今回の連載では、ライフスタイル全体にわたって、持続可能性についての行動喚起や意識改革につながるビジュアルについて考えてきました。最終回では、今までご紹介してきたポイントのおさらいをしたいと思います。
人間目線の身近なサステナビリティがビジュアル化されているでしょうか?
植物持つ手、煙突から出る煙、シロクマなどといった、お決まりの表現を日々よく目にします。このようなビジュアルを見る際、私たちは環境問題を連想はしますが、これらは人間と関係のない、抽象的なものとしか映らない可能性が大きいです。 本当に環境のことを考えて、行動喚起につなげるためには、もっと消費者の心に響く表現が必要です。例えば、家庭菜園や、家にソーラーパネルの設置を行ったり、自分で袋や容器を持参して日用品の買い物をしたりなど、身近な持続可能な努力が描写されているでしょうか?
環境に変化をもたらす解決策がビジュアル化されているでしょうか?
代替肉の開発、水耕栽培、電力や水力を節約するエコフレンドリーなデザインの建物、再生可能エネルギーを活用する生産の現場などを実際に消費者が目にすることにより、行動喚起につながると言えます。
持続可能な社会の実現に向けた最新テクノロジーの普及がビジュアル化されているでしょうか?
例えば、テクノロジーを利用して電力や水力等を節約するスマートホーム、太陽光発電、風力発電など、新しいゼロエミッションに関するイノベーションが実生活にどのように溶け込んでいるか、誰もがその使用方法やメリットを簡単に想像できるように描写されていることも大切です。
自国や地元のコミュニティの支援を後押しするビジュアルでしょうか?
コロナ禍で、日本の大多数の消費者が、地域社会を支援する方法として、なるべく地元の小規模企業から購入したいと回答しました。 地元で買って、消費すれば二酸化炭素排出量の削減にも有効です。
サーキュラーエコノミー(循環系経済)がビジュアル化されているでしょうか?
「Take(資源を採掘し)」「Make(製品を作り)」「Waste(捨てる)」という従来の経済システムのなかで「廃棄」されていた製品や原材料などを「資源」と捉え、廃棄物を出すことなく循環させる、サーキュラーエコノミーがビジュアル化されているでしょうか?
サステナブルで倫理的なビジネスがビジュアル化されているでしょうか?
社会や環境に配慮した倫理的かつ責任ある方法によって原材料を調達し、製品が製造され、消費者の元に渡っているのかがビジュアル化されているでしょうか?製品やサービスが、労働者の福利厚生に考慮した環境で生産されていることが描かれているでしょうか?

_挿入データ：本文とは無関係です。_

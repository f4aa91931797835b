//! HTTP backend worker: one bounded GET per input

use crate::context::Context;
use crate::error::{Error, WorkerError};
use crate::http;
use crate::metrics::RequestMetrics;
use crate::worker::Worker;
use async_trait::async_trait;
use std::sync::Arc;

/// Task of the [`BackendWorker`]
#[derive(Clone, Debug, PartialEq, Eq)]
pub struct WorkerInput {
    /// URL to fetch
    pub url: String,
}

impl WorkerInput {
    /// Input for `url`
    pub fn new(url: impl Into<String>) -> Self {
        Self { url: url.into() }
    }
}

/// Sends exactly one GET per input and enforces a response size limit
///
/// A non-2xx status fails the task with the status as error code. A body that
/// does not end within `max_response_body` bytes fails it with
/// "response body too large".
#[derive(Clone, Debug)]
pub struct BackendWorker {
    client: reqwest::Client,
    max_response_body: u64,
    metrics: Arc<RequestMetrics>,
}

impl BackendWorker {
    /// Create a worker
    pub fn new(client: reqwest::Client, max_response_body: u64, metrics: Arc<RequestMetrics>) -> Self {
        Self {
            client,
            max_response_body,
            metrics,
        }
    }

    /// Metrics sink this worker reports to
    pub fn metrics(&self) -> &Arc<RequestMetrics> {
        &self.metrics
    }

    async fn fetch(&self, input: &WorkerInput) -> Result<usize, WorkerError> {
        let response = self
            .client
            .get(&input.url)
            .send()
            .await
            .map_err(|e| WorkerError::new(format!("sending request to {} failed: {e}", input.url), 0))?;

        let status = response.status();
        if !status.is_success() {
            return Err(WorkerError::new(
                format!("sending request to {} failed with response code {}", input.url, status.as_u16()),
                i32::from(status.as_u16()),
            ));
        }

        match http::read_limited(response, &input.url, self.max_response_body).await {
            Ok(body) => Ok(body.len()),
            Err(Error::Resource(e)) => Err(WorkerError::new(e, 0)),
            Err(e) => Err(WorkerError::new(
                format!("reading response for {} failed: {e}", input.url),
                0,
            )),
        }
    }
}

#[async_trait]
impl Worker<WorkerInput> for BackendWorker {
    async fn work(&self, ctx: &Context, input: WorkerInput) -> Result<(), WorkerError> {
        let mut timer = self.metrics.start();
        let outcome = tokio::select! {
            biased;
            err = ctx.done() => Err(WorkerError::from(err)),
            outcome = self.fetch(&input) => outcome,
        };

        match outcome {
            Ok(len) => {
                tracing::debug!(url = %input.url, bytes = len, "request finished");
                Ok(())
            }
            Err(err) => {
                timer.fail();
                tracing::debug!(url = %input.url, code = err.code(), error = %err, "request failed");
                Err(err)
            }
        }
    }
}
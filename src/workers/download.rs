//! Resource download scheduling and execution

use crate::context::Context;
use crate::error::{Error, ResourceError, Result, WorkerError};
use crate::queue::{QueueController, TaskQueue};
use crate::registry::Registry;
use crate::worker::Worker;
use crate::writers::Writer;
use async_trait::async_trait;
use std::collections::HashSet;
use std::sync::{Arc, Mutex};

/// One resource to download
#[derive(Clone, Debug, PartialEq, Eq, Hash)]
pub struct DownloadTask {
    /// Absolute source URI
    pub source: String,
    /// Destination relative to the resources root
    pub destination_path: String,
}

/// Accepts resource downloads for asynchronous execution
pub trait Scheduler: Send + Sync {
    /// Enqueue the download of `source` to `destination_path`
    ///
    /// # Errors
    ///
    /// Returns [`Error::SchedulingRejected`] if the download queue refused the task.
    fn schedule(&self, source: &str, destination_path: &str) -> Result<()>;
}

/// Reads a resource through its registry handler and writes it out
#[derive(Clone)]
pub struct ResourceDownloadWorker {
    registry: Arc<dyn Registry>,
    writer: Arc<dyn Writer>,
}

impl ResourceDownloadWorker {
    /// Create a worker
    pub fn new(registry: Arc<dyn Registry>, writer: Arc<dyn Writer>) -> Self {
        Self { registry, writer }
    }

    /// Download `source` and store it at `destination_path`
    ///
    /// # Errors
    ///
    /// Fails when no handler accepts `source`, or when reading or writing fails.
    pub async fn download(&self, ctx: &Context, source: &str, destination_path: &str) -> Result<()> {
        let handler = self
            .registry
            .get(source)
            .ok_or_else(|| ResourceError::NoHandler(source.to_string()))?;
        let bytes = handler.read(ctx, source).await?;

        let (dir, name) = destination_path
            .rsplit_once('/')
            .unwrap_or(("", destination_path));
        self.writer.write(name, dir, &bytes, None).await?;

        tracing::debug!(%source, destination = %destination_path, bytes = bytes.len(), "resource downloaded");
        Ok(())
    }
}

#[async_trait]
impl Worker<DownloadTask> for ResourceDownloadWorker {
    async fn work(&self, ctx: &Context, task: DownloadTask) -> std::result::Result<(), WorkerError> {
        self.download(ctx, &task.source, &task.destination_path)
            .await
            .map_err(|err| match err {
                Error::Context(e) => WorkerError::from(e),
                other => WorkerError::new(
                    format!("downloading {} as {} failed: {other}", task.source, task.destination_path),
                    0,
                ),
            })
    }
}

/// [`Scheduler`] backed by a [`TaskQueue`] of [`ResourceDownloadWorker`]s
///
/// Scheduling the same `(source, destination)` pair twice downloads it once.
pub struct DownloadScheduler {
    queue: TaskQueue<DownloadTask>,
    scheduled: Mutex<HashSet<DownloadTask>>,
}

impl DownloadScheduler {
    /// Start the download queue
    ///
    /// # Errors
    ///
    /// Returns a configuration error if `worker_count` or `capacity` is zero.
    pub fn new(
        ctx: &Context,
        worker_count: usize,
        capacity: usize,
        fail_fast: bool,
        registry: Arc<dyn Registry>,
        writer: Arc<dyn Writer>,
    ) -> Result<(Self, QueueController)> {
        let worker = ResourceDownloadWorker::new(registry, writer);
        let (queue, controller) =
            TaskQueue::with_capacity(ctx, "Download", worker_count, capacity, worker, fail_fast)?;
        Ok((
            Self {
                queue,
                scheduled: Mutex::new(HashSet::new()),
            },
            controller,
        ))
    }
}

impl Scheduler for DownloadScheduler {
    fn schedule(&self, source: &str, destination_path: &str) -> Result<()> {
        let task = DownloadTask {
            source: source.to_string(),
            destination_path: destination_path.to_string(),
        };

        let mut scheduled = self
            .scheduled
            .lock()
            .unwrap_or_else(|poisoned| poisoned.into_inner());
        if scheduled.contains(&task) {
            tracing::trace!(%source, destination = %destination_path, "download already scheduled");
            return Ok(());
        }

        if !self.queue.add_task(task.clone()) {
            return Err(Error::SchedulingRejected {
                queue: self.queue.name().to_string(),
                task: format!("download of {source}"),
            });
        }
        scheduled.insert(task);
        Ok(())
    }
}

コミュニティを内側から支えている人たちの活動がビジュアル化されているでしょうか?
例えば、公園や海岸のゴミ拾い、フードバンク、募金活動、芸術活動やスポーツの指導など、人々が自分たちのスキルや、時間をどのように提供しているのか考えてみましょう。
多様な人々の心の豊かさがビジュアル化されているでしょうか?
様々な人種、年齢、体型、セクシュアリティ、ジェンダーアイデンティティ、宗教、能力、社会経済的グループの人々の生活が反映されているでしょうか? コロナ禍 において、消費者は、心の健康を表現するビジュアルに反応することがGetty Imagesの調査でもわかっています。これから先、誠実さ、優しさ、安心、平和、といった価値観をビジュアルで示すことが重要になってきます。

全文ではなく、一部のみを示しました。